Equilibrium Policy Generalization (EPG)

Updated 28 November 2025

EPG is a formal learning framework that synthesizes worst-case robust pursuit policies for multi-agent Markov games via reinforcement learning with oracle-guided imitation.
It integrates graph neural networks with soft KL penalties to balance policy optimization against dynamic programming-derived reference actions for zero-shot generalization.
Empirical results on synthetic and urban graph environments demonstrate EPG’s significant improvement in capture success, robustness under partial observability, and scalability.

Equilibrium Policy Generalization (EPG) is a formal learning framework and reinforcement learning (RL) instantiation for synthesizing robust pursuit strategies in multi-agent Markov games, particularly graph-based pursuit-evasion games (PEGs). EPG aims to generalize worst-case performance guarantees to previously unseen environments by training policies over ensembles of environments for which optimal oracle equilibria are available. In the context of pursuit-evasion, this method enables the derivation of pursuer policies that achieve robust, zero-shot generalization to new graph topologies, even in the presence of partial observability and asynchronous adversarial evasion (Lu et al., 21 Nov 2025).
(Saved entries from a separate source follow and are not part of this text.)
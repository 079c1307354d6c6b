//! WorkflowController - runs registered workflows one message at a time.
//!
//! For every inbound message the controller resolves the workflow or
//! session it belongs to, checks for cancellation, validates the input,
//! advances the session, and sends exactly one reply. Session state is
//! committed to the store before the reply goes out, so a failed send never
//! rolls back progress.

use std::collections::HashMap;
use std::sync::Arc;

use tokio::sync::RwLock;
use tracing::{debug, error, info, warn, Instrument};

use super::{TurnOutcome, UserGate};
use crate::config::EngineConfig;
use crate::domain::foundation::{Timestamp, UserId};
use crate::domain::message::{InboundMessage, OutboundReply, ParseMode, ReplyMarkup};
use crate::domain::session::{Session, SessionStatus};
use crate::domain::workflow::{
    Command, InputValidator, KeyboardValidator, Successor, Validation, Workflow,
};
use crate::ports::{MessageSender, SessionStore};

/// Produces the reply for messages no workflow can handle.
pub trait NotFoundReply: Send + Sync {
    fn reply_text(&self, msg: &InboundMessage) -> String;
}

impl<F> NotFoundReply for F
where
    F: Fn(&InboundMessage) -> String + Send + Sync,
{
    fn reply_text(&self, msg: &InboundMessage) -> String {
        self(msg)
    }
}

/// Default text for unknown commands and session-less messages.
fn default_not_found(text: &str) -> String {
    format!(
        "Message \"{}\" cannot be processed. Please select valid command.",
        text
    )
}

fn broken_workflow(workflow: &str, step: &str) -> String {
    format!(
        "Workflow {} broken. Cannot determine next step for CurrentStep: {}",
        workflow, step
    )
}

/// Registry of workflows plus the engine that drives sessions through them.
///
/// # Example
///
/// ```ignore
/// let controller = WorkflowController::new("ac-bot", Arc::new(InMemorySessionStore::new()))
///     .with_parse_mode(ParseMode::MarkdownV2)
///     .with_not_found_reply(|msg: &InboundMessage| format!("Try /ac_control, not {}", msg.text));
/// controller.register(ac_workflow).await;
///
/// if let TurnOutcome::Completed(inputs) = controller.execute(&msg, &sender).await {
///     apply(inputs);
/// }
/// ```
pub struct WorkflowController {
    name: String,
    workflows: RwLock<HashMap<Command, Arc<Workflow>>>,
    store: Arc<dyn SessionStore>,
    gate: UserGate,
    not_found: Option<Arc<dyn NotFoundReply>>,
    validator: Option<Arc<dyn InputValidator>>,
    parse_mode: ParseMode,
}

impl WorkflowController {
    pub fn new(name: impl Into<String>, store: Arc<dyn SessionStore>) -> Self {
        Self {
            name: name.into(),
            workflows: RwLock::new(HashMap::new()),
            store,
            gate: UserGate::new(),
            not_found: None,
            validator: None,
            parse_mode: ParseMode::default(),
        }
    }

    /// Builds a controller named and configured by `config`.
    pub fn from_config(config: &EngineConfig, store: Arc<dyn SessionStore>) -> Self {
        Self::new(config.name.clone(), store).with_parse_mode(config.parse_mode)
    }

    /// Replaces the default "cannot be processed" reply.
    pub fn with_not_found_reply(mut self, reply: impl NotFoundReply + 'static) -> Self {
        self.not_found = Some(Arc::new(reply));
        self
    }

    /// Validator for steps that do not bring their own.
    pub fn with_validator(mut self, validator: impl InputValidator + 'static) -> Self {
        self.validator = Some(Arc::new(validator));
        self
    }

    pub fn with_parse_mode(mut self, parse_mode: ParseMode) -> Self {
        self.parse_mode = parse_mode;
        self
    }

    pub fn name(&self) -> &str {
        &self.name
    }

    pub fn parse_mode(&self) -> ParseMode {
        self.parse_mode
    }

    pub fn store(&self) -> &Arc<dyn SessionStore> {
        &self.store
    }

    /// Turn lock shared with anything else that mutates sessions.
    pub fn gate(&self) -> &UserGate {
        &self.gate
    }

    // ─────────────────────────────────────────────────────────────────────────
    // Registry
    // ─────────────────────────────────────────────────────────────────────────

    /// Registers `workflow` under its command, replacing and returning any
    /// workflow previously registered for it.
    ///
    /// Sessions already running the replaced workflow finish on its graph.
    pub async fn register(&self, workflow: Workflow) -> Option<Arc<Workflow>> {
        let unreachable = workflow.graph().unreachable_steps();
        if !unreachable.is_empty() {
            warn!(
                controller = %self.name,
                workflow = workflow.name(),
                steps = ?unreachable,
                "workflow has steps no path reaches"
            );
        }

        let command = workflow.command().clone();
        info!(
            controller = %self.name,
            workflow = workflow.name(),
            command = %command,
            "registered workflow"
        );
        self.workflows
            .write()
            .await
            .insert(command, Arc::new(workflow))
    }

    /// Snapshot of `user`'s running session. Store errors read as none.
    pub async fn session(&self, user: UserId) -> Option<Session> {
        self.store.get(user).await.ok().flatten()
    }

    pub async fn workflow(&self, command: &Command) -> Option<Arc<Workflow>> {
        self.workflows.read().await.get(command).cloned()
    }

    /// Registered commands, sorted.
    pub async fn commands(&self) -> Vec<Command> {
        let mut commands: Vec<Command> = self.workflows.read().await.keys().cloned().collect();
        commands.sort();
        commands
    }

    // ─────────────────────────────────────────────────────────────────────────
    // Turn handling
    // ─────────────────────────────────────────────────────────────────────────

    /// Handles one inbound message and sends its reply through `sender`.
    ///
    /// Turns of the same user are serialized; turns of different users run
    /// concurrently. Never panics on bad input or store/transport failures:
    /// everything is reported through the returned [`TurnOutcome`].
    pub async fn execute(&self, msg: &InboundMessage, sender: &dyn MessageSender) -> TurnOutcome {
        let span = tracing::debug_span!(
            "turn",
            controller = %self.name,
            user_id = %msg.user_id(),
            message_id = %msg.message_id,
        );
        async {
            let _turn = self.gate.acquire(msg.user_id()).await;
            self.turn(msg, sender).await
        }
        .instrument(span)
        .await
    }

    async fn turn(&self, msg: &InboundMessage, sender: &dyn MessageSender) -> TurnOutcome {
        let user = msg.user_id();
        debug!(text = %msg.text, username = msg.username(), "received message");

        let reply = OutboundReply::responding_to(msg, self.parse_mode);

        let (mut session, is_command) = match msg.command() {
            Some(raw) => {
                let command = Command::new(raw);
                let Some(workflow) = self.workflow(&command).await else {
                    info!(command = %command, "no workflow registered for command");
                    let text = self.not_found_text(msg, command.as_str());
                    self.deliver(sender, reply.with_text(text)).await;
                    return TurnOutcome::Unrecognized;
                };
                debug!(
                    workflow = workflow.name(),
                    command = %command,
                    "starting workflow"
                );
                (Session::start(user, &workflow), true)
            }
            None => match self.store.get(user).await {
                Ok(Some(session)) => (session, false),
                Ok(None) => {
                    debug!("no active session");
                    let text = self.not_found_text(msg, &msg.text);
                    self.deliver(sender, reply.with_text(text).removing_keyboard())
                        .await;
                    return TurnOutcome::Unrecognized;
                }
                Err(e) => {
                    error!(error = %e, "failed loading session");
                    return TurnOutcome::Failed;
                }
            },
        };

        if let Some(cancel) = session
            .cancel_button()
            .filter(|button| button.matches(&msg.text))
            .cloned()
        {
            self.end(&mut session, SessionStatus::Cancelled);
            if let Err(e) = self.store.delete(user).await {
                error!(error = %e, "failed removing cancelled session");
                return TurnOutcome::Failed;
            }
            self.deliver(sender, reply.with_text(cancel.reply()).removing_keyboard())
                .await;
            return TurnOutcome::Cancelled;
        }

        if !is_command {
            if let Validation::Invalid { reply: text } = self.validate(msg, &session) {
                let step = session.current_step().name().to_string();
                debug!(step = %step, input = %msg.text, "input rejected");
                self.deliver(sender, reply.with_text(text).removing_keyboard())
                    .await;
                return TurnOutcome::Rejected { step };
            }

            session.record_answer(&msg.text);

            let from = session.current_step().name().to_string();
            match session.advance(msg) {
                Successor::Next(_) => {
                    debug!(from = %from, to = session.current_step().name(), "advanced");
                }
                Successor::End => {}
                Successor::Unresolved { key } => {
                    warn!(
                        workflow = session.workflow_name(),
                        step = %from,
                        branch_key = %key,
                        "branch key has no target step"
                    );
                    let text = broken_workflow(session.workflow_name(), &from);
                    self.end(&mut session, SessionStatus::Aborted);
                    if let Err(e) = self.store.delete(user).await {
                        error!(error = %e, "failed removing aborted session");
                        return TurnOutcome::Failed;
                    }
                    self.deliver(sender, reply.with_text(text).removing_keyboard())
                        .await;
                    return TurnOutcome::Aborted { step: from };
                }
            }
        }

        let done = session.is_at_terminal();
        let step = session.current_step();
        let step_name = step.name().to_string();
        let markup = match step.keyboard() {
            Some(keyboard) if !done => ReplyMarkup::Keyboard(keyboard.clone()),
            _ => ReplyMarkup::remove_keyboard(),
        };
        let reply = reply
            .with_text(step.render(session.inputs()))
            .with_markup(markup);

        session.touch(Timestamp::now());

        if done {
            self.end(&mut session, SessionStatus::Completed);
            if let Err(e) = self.store.delete(user).await {
                error!(error = %e, "failed removing completed session");
                return TurnOutcome::Failed;
            }
            self.deliver(sender, reply).await;
            info!(
                workflow = session.workflow_name(),
                answers = session.inputs().len(),
                "workflow completed"
            );
            return TurnOutcome::Completed(session.into_inputs());
        }

        if let Err(e) = self.store.put(session).await {
            error!(error = %e, "failed saving session");
            return TurnOutcome::Failed;
        }
        self.deliver(sender, reply).await;
        TurnOutcome::Prompted { step: step_name }
    }

    /// Step validator, else controller validator, else keyboard matching.
    fn validate(&self, msg: &InboundMessage, session: &Session) -> Validation {
        let step = session.current_step();
        let keyboard = step.keyboard();
        match (step.validator(), &self.validator) {
            (Some(validator), _) => validator.validate(msg, keyboard),
            (None, Some(validator)) => validator.validate(msg, keyboard),
            (None, None) => KeyboardValidator.validate(msg, keyboard),
        }
    }

    fn not_found_text(&self, msg: &InboundMessage, text: &str) -> String {
        match &self.not_found {
            Some(reply) => reply.reply_text(msg),
            None => default_not_found(text),
        }
    }

    fn end(&self, session: &mut Session, status: SessionStatus) {
        match session.finish(status) {
            Ok(()) => debug!(session_id = %session.id(), status = %status, "session ended"),
            Err(e) => warn!(session_id = %session.id(), error = %e, "session already ended"),
        }
    }

    async fn deliver(&self, sender: &dyn MessageSender, reply: OutboundReply) {
        if let Err(e) = sender.send(reply).await {
            warn!(error = %e, "failed sending reply");
        }
    }
}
1. Formal Optimization Objective and Equilibrium Constraints

EPG constructs a saddle-point learning problem over a distribution $\mathcal D$ of environment graphs $G_i$ and initial states $s_0$ . For each $G_i$ , oracles for perfect-information equilibrium policies $(\mu_i^*,\nu_i^*)$ —typically computed by dynamic programming (DP)—are presumed available. The objective is to learn a single parameterized pursuer policy $\pi_\theta$ such that, for any unseen graph $G_j\not\in\mathcal{G}$ , $\pi_\theta$ yields near–worst-case value against the optimal evader $\nu_j^*$ . The central optimization is: $\max_{\pi\in\Pi}\; \min_{G_i\sim\mathcal D}\; V^{\,\pi,\,\nu_i^*}_{G_i}(s_{0}) \quad\text{s.t.}\quad \forall s,\;\mathrm{KL}\bigl(\mu_i^*(s)\;\|\;\pi(s)\bigr)\le\varepsilon$ where $V^{\pi,\nu}_G(s_0)$ is the infinite-horizon discounted value for the induced Markov game on $G$ . In practice, the hard Kullback-Leibler (KL) constraint is implemented as a soft penalty: $\mathcal L(\theta\mid s) = J_{\pi}(\theta\mid s) + \beta\,\mathrm{KL}(\mu_i^*(s)\|\pi_\theta(s)),$ where $J_\pi$ is a standard RL policy gradient or discrete Soft Actor-Critic (SAC) loss, with $\beta>0$ controlling the trade-off between RL-driven exploitation and oracle-guided imitation (Lu et al., 21 Nov 2025).

This approach exploits the property that each $\nu_i^*$ is provably worst-case optimal on $G_i$ , so optimizing $\pi_\theta$ against these across many graphs induces an agent that captures structure-invariant principles of robust pursuit. The intended outcome is zero-shot generalization: $\pi_\theta$ achieves reliable performance even on graphs and initializations not seen during training.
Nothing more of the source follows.